_DATASET ENTRIES:_
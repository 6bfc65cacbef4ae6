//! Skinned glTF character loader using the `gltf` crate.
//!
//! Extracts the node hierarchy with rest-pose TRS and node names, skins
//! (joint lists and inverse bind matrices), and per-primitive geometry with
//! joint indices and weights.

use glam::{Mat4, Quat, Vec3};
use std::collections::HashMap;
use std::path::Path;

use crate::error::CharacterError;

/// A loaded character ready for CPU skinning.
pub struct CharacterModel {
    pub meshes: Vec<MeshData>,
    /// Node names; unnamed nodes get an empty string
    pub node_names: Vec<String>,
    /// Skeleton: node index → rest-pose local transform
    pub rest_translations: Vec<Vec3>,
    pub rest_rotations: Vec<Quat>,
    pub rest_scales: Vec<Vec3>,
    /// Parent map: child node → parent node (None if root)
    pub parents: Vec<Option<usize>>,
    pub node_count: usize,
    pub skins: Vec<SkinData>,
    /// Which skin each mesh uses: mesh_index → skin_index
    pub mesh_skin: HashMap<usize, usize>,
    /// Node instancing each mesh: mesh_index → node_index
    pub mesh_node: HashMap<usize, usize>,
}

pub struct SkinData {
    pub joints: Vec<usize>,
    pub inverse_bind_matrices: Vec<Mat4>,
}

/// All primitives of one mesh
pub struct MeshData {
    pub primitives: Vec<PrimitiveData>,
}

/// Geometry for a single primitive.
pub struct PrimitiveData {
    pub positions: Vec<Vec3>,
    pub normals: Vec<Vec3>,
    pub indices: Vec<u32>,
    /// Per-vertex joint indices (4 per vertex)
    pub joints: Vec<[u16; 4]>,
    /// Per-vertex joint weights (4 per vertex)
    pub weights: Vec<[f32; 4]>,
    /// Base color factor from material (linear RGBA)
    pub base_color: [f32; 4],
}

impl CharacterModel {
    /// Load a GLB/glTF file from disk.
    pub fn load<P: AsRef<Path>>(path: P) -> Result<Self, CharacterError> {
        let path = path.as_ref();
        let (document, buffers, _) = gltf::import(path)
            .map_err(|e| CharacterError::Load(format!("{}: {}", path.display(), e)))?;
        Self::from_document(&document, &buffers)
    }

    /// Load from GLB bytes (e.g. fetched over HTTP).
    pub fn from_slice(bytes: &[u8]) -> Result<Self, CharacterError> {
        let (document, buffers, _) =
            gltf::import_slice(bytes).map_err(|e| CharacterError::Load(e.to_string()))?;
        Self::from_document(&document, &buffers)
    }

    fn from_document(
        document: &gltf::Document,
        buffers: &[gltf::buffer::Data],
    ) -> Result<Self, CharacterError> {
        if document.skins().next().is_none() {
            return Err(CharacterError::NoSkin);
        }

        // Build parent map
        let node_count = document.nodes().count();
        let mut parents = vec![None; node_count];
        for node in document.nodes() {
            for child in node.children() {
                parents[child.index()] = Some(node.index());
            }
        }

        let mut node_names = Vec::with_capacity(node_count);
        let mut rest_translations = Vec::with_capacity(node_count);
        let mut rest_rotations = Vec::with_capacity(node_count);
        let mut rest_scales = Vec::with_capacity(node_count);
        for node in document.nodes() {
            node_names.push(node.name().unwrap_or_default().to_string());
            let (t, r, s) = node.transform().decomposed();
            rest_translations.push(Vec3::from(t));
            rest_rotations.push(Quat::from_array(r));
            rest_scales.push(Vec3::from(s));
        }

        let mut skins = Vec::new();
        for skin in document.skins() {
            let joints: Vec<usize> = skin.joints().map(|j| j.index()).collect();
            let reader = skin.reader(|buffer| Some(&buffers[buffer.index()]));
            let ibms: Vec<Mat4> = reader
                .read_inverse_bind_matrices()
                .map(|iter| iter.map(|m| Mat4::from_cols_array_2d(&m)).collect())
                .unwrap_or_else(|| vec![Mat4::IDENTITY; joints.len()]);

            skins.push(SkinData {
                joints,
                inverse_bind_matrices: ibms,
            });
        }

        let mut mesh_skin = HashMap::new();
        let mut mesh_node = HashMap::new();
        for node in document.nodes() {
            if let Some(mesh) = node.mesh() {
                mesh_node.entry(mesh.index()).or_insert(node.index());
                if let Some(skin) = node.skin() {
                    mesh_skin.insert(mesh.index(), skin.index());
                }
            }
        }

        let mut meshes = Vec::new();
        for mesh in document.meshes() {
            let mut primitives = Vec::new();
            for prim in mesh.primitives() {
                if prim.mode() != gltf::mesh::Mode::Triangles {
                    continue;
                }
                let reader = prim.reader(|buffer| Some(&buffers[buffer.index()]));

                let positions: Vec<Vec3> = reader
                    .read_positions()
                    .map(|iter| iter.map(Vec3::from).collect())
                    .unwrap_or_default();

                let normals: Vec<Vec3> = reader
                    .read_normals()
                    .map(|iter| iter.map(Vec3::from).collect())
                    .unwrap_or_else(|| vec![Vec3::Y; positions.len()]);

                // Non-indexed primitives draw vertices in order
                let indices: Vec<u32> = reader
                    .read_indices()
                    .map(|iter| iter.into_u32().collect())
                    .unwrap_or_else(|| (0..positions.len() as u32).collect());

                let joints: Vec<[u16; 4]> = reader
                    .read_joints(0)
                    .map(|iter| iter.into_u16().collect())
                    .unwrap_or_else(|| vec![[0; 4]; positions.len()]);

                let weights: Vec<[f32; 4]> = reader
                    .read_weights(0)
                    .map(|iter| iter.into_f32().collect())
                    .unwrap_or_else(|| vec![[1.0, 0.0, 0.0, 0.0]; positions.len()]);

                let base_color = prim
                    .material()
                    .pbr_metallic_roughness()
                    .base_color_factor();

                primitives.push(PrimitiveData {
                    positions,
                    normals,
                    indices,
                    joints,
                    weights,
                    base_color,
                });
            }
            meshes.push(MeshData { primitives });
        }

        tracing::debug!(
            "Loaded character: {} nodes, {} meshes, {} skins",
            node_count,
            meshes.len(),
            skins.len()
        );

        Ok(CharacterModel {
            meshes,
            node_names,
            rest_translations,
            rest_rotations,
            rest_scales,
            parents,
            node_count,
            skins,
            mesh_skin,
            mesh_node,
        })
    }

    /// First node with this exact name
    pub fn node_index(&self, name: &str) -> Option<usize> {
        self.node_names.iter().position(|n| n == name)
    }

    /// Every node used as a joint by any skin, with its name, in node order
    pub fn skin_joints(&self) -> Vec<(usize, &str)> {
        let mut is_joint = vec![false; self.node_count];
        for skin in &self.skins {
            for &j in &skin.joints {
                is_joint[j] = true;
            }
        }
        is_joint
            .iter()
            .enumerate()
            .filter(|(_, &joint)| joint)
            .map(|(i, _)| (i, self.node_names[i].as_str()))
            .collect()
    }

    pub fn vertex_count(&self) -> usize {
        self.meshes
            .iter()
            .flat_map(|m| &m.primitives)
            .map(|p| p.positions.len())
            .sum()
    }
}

_PROMPT:_
Look through the entries above, and wherever a line holds the word "CharacterError", copy it.

_TASK SOLUTION:_
use crate::error::CharacterError;
    pub fn load<P: AsRef<Path>>(path: P) -> Result<Self, CharacterError> {
            .map_err(|e| CharacterError::Load(format!("{}: {}", path.display(), e)))?;
    pub fn from_slice(bytes: &[u8]) -> Result<Self, CharacterError> {
            gltf::import_slice(bytes).map_err(|e| CharacterError::Load(e.to_string()))?;
    ) -> Result<Self, CharacterError> {
            return Err(CharacterError::NoSkin);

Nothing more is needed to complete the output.